A quick update on what I ended up doing for my specific use case: in semi-pseudo code,

 # both asOfJoin with bucketing optimization, omitted here
left_as_of_right = left_df.asOfJoin(right_df)
right_as_of_left = right_df.asOfJoin(left_df)
# filter away rows in right_as_of_left where left_ts == right_ts
# clean up schema / columns after tempo join here
...
result = left_as_of_right.union(right_as_of_left)

In my specific case the as of join keys form a unique identifier between the left and right. So I achieved it by effectively doing 2 union-based as of join via tempo, filter away duplicates and union together the result. This avoided any expensive sql skew joins. But I haven't tested / benchmarked the other fill based methods against mine.

rportilla-databricks commented 2 years ago

This makes sense. I think the interpolation we developed uses the same logic essentially but might be a 1-liner.

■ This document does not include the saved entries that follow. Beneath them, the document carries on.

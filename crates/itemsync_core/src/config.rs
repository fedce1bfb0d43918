//! Store configuration.

use std::time::Duration;

/// Configuration for opening a [`crate::SyncStore`].
#[derive(Debug, Clone)]
pub struct StoreConfig {
    /// Create the store directory and journal when they do not exist.
    pub create_if_missing: bool,

    /// fsync the journal on every commit. With this off a commit is only
    /// flushed to the OS and may be lost on power failure (never torn).
    pub sync_on_commit: bool,

    /// Open without writing anything. The directory lock is shared with
    /// other read-only handles, a torn tail is left in place and every
    /// mutation fails with [`crate::SyncError::ReadOnly`].
    pub read_only: bool,

    /// How long a mutation waits for the single write lock before giving up
    /// with a retryable error.
    pub lock_timeout: Duration,
}

impl Default for StoreConfig {
    fn default() -> Self {
        Self {
            create_if_missing: true,
            sync_on_commit: true,
            read_only: false,
            lock_timeout: Duration::from_secs(5),
        }
    }
}

impl StoreConfig {
    /// Creates a configuration with default values.
    #[must_use]
    pub fn new() -> Self {
        Self::default()
    }

    /// Sets whether a missing store is created.
    #[must_use]
    pub const fn create_if_missing(mut self, value: bool) -> Self {
        self.create_if_missing = value;
        self
    }

    /// Sets whether every commit is fsynced.
    #[must_use]
    pub const fn sync_on_commit(mut self, value: bool) -> Self {
        self.sync_on_commit = value;
        self
    }

    /// Sets whether the store is opened read-only.
    #[must_use]
    pub const fn read_only(mut self, value: bool) -> Self {
        self.read_only = value;
        self
    }

    /// Sets the write-lock wait limit.
    #[must_use]
    pub const fn lock_timeout(mut self, timeout: Duration) -> Self {
        self.lock_timeout = timeout;
        self
    }
}
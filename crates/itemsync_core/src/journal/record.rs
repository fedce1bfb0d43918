//! Journal record types and frame encoding.

use crate::error::{SyncError, SyncResult};
use crate::types::{Item, MutationLogEntry, Timestamp, Version};
use serde::de::DeserializeOwned;
use serde::{Deserialize, Serialize};

/// Magic bytes opening every frame.
pub const JOURNAL_MAGIC: [u8; 4] = *b"ISJ1";

/// Frame format version.
pub const JOURNAL_FORMAT_VERSION: u16 = 1;

/// magic (4) + format version (2) + record type (1) + payload length (4)
pub const HEADER_LEN: usize = 11;

/// Trailing CRC32.
pub const CRC_LEN: usize = 4;

/// Kind of journal record, stored as one byte in the frame header.
#[derive(Debug, Clone, Copy, PartialEq, Eq)]
#[repr(u8)]
pub enum RecordType {
    /// Store initialization; creates the version counter.
    Init = 1,
    /// One committed mutation.
    Commit = 2,
}

impl RecordType {
    /// Parses a header byte.
    #[must_use]
    pub fn from_byte(byte: u8) -> Option<Self> {
        match byte {
            1 => Some(Self::Init),
            2 => Some(Self::Commit),
            _ => None,
        }
    }

    /// Header byte for this type.
    #[must_use]
    pub const fn as_byte(self) -> u8 {
        self as u8
    }

    /// Short name for diagnostics.
    #[must_use]
    pub const fn name(self) -> &'static str {
        match self {
            Self::Init => "init",
            Self::Commit => "commit",
        }
    }
}

/// Written once, as the first frame of a new journal.
#[derive(Debug, Clone, PartialEq, Eq, Serialize, Deserialize)]
pub struct InitRecord {
    /// Starting value of the version counter; always zero for new stores.
    pub latest_version: Version,
    /// When the store was created.
    pub created_at: Timestamp,
}

/// Everything one mutation changed, committed as a single frame.
///
/// The counter value, the new item row and the ledger entry travel together,
/// so recovery sees either all three or none of them.
#[derive(Debug, Clone, PartialEq, Eq, Serialize, Deserialize)]
pub struct CommitRecord {
    /// Version allocated by the sequencer; the counter's new value.
    pub version: Version,
    /// Full item row after the mutation.
    pub item: Item,
    /// Idempotency ledger entry for the mutation.
    pub mutation: MutationLogEntry,
}

/// A decoded journal record.
#[derive(Debug, Clone, PartialEq, Eq)]
pub enum JournalRecord {
    /// Store initialization.
    Init(InitRecord),
    /// A committed mutation.
    Commit(CommitRecord),
}

impl JournalRecord {
    /// The record's type tag.
    #[must_use]
    pub fn record_type(&self) -> RecordType {
        match self {
            Self::Init(_) => RecordType::Init,
            Self::Commit(_) => RecordType::Commit,
        }
    }

    /// Encodes the record as a complete frame, checksum included.
    ///
    /// # Errors
    ///
    /// Fails if the payload cannot be serialized or exceeds 4 GiB.
    pub fn encode_frame(&self) -> SyncResult<Vec<u8>> {
        let payload = match self {
            Self::Init(init) => to_cbor(init)?,
            Self::Commit(commit) => to_cbor(commit)?,
        };
        let len = u32::try_from(payload.len())
            .map_err(|_| SyncError::Codec("journal payload larger than 4 GiB".into()))?;

        let mut frame = Vec::with_capacity(HEADER_LEN + payload.len() + CRC_LEN);
        frame.extend_from_slice(&JOURNAL_MAGIC);
        frame.extend_from_slice(&JOURNAL_FORMAT_VERSION.to_le_bytes());
        frame.push(self.record_type().as_byte());
        frame.extend_from_slice(&len.to_le_bytes());
        frame.extend_from_slice(&payload);

        let crc = crc32fast::hash(&frame);
        frame.extend_from_slice(&crc.to_le_bytes());
        Ok(frame)
    }

    /// Decodes a payload of the given type.
    ///
    /// # Errors
    ///
    /// Fails if the payload is not valid CBOR for that record type.
    pub fn decode_payload(record_type: RecordType, payload: &[u8]) -> SyncResult<Self> {
        Ok(match record_type {
            RecordType::Init => Self::Init(from_cbor(payload)?),
            RecordType::Commit => Self::Commit(from_cbor(payload)?),
        })
    }
}

fn to_cbor<T: Serialize>(value: &T) -> SyncResult<Vec<u8>> {
    let mut buf = Vec::new();
    ciborium::ser::into_writer(value, &mut buf).map_err(|e| SyncError::Codec(e.to_string()))?;
    Ok(buf)
}

fn from_cbor<T: DeserializeOwned>(bytes: &[u8]) -> SyncResult<T> {
    ciborium::de::from_reader(bytes).map_err(|e| SyncError::Codec(e.to_string()))
}
//! # itemsync server
//!
//! The request boundary of the itemsync backend.
//!
//! This crate provides:
//! - Caller context validation (owner, idempotency token)
//! - CBOR wire messages with HTTP-style status codes
//! - A synchronous request handler over [`itemsync_core::SyncStore`]
//! - An async scheduler running each request on its own blocking worker
//!
//! Transport (HTTP routing, TLS) and authentication live outside this crate:
//! the transport decodes the authenticated owner, wraps it in a
//! [`RequestEnvelope`] and calls [`SyncServer::handle`] or
//! [`SyncServer::handle_bytes`].
//!
//! # Status codes
//!
//! | Response | Status |
//! |----------|--------|
//! | `Item`, `Items`, `Changes` | 200 |
//! | `NotFound` | 404 |
//! | `Conflict`, `AlreadyExists` | 409 |
//! | invalid request, reused mutation id | 400 |
//! | missing owner | 401 |
//! | transient failure (retry with the same mutation id) | 503 |
//! | internal failure | 500 |

#![deny(unsafe_code)]
#![warn(missing_docs)]
#![warn(clippy::unwrap_used, clippy::expect_used, clippy::panic)]
#![cfg_attr(test, allow(clippy::unwrap_used, clippy::expect_used, clippy::panic))]

mod config;
mod context;
mod error;
mod handler;
mod messages;
mod server;

pub use config::ServerConfig;
pub use context::RequestContext;
pub use error::{ServerError, ServerResult};
pub use handler::RequestHandler;
pub use messages::{CborDecode, CborEncode, ErrorCode, RequestEnvelope, SyncRequest, SyncResponse};
pub use server::SyncServer;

We'll update this thread in case there's something more succinct. Thanks @CTCC1 !

guanjieshen commented 2 years ago

@guanjieshen is this something that df1.union(df).interpolate(method='ffill') will address?

@rportilla-databricks yup the new interpolation feature using forward fill should return the exact result @CTCC1 is looking for.

I can share some sample code once PR#109 is merged.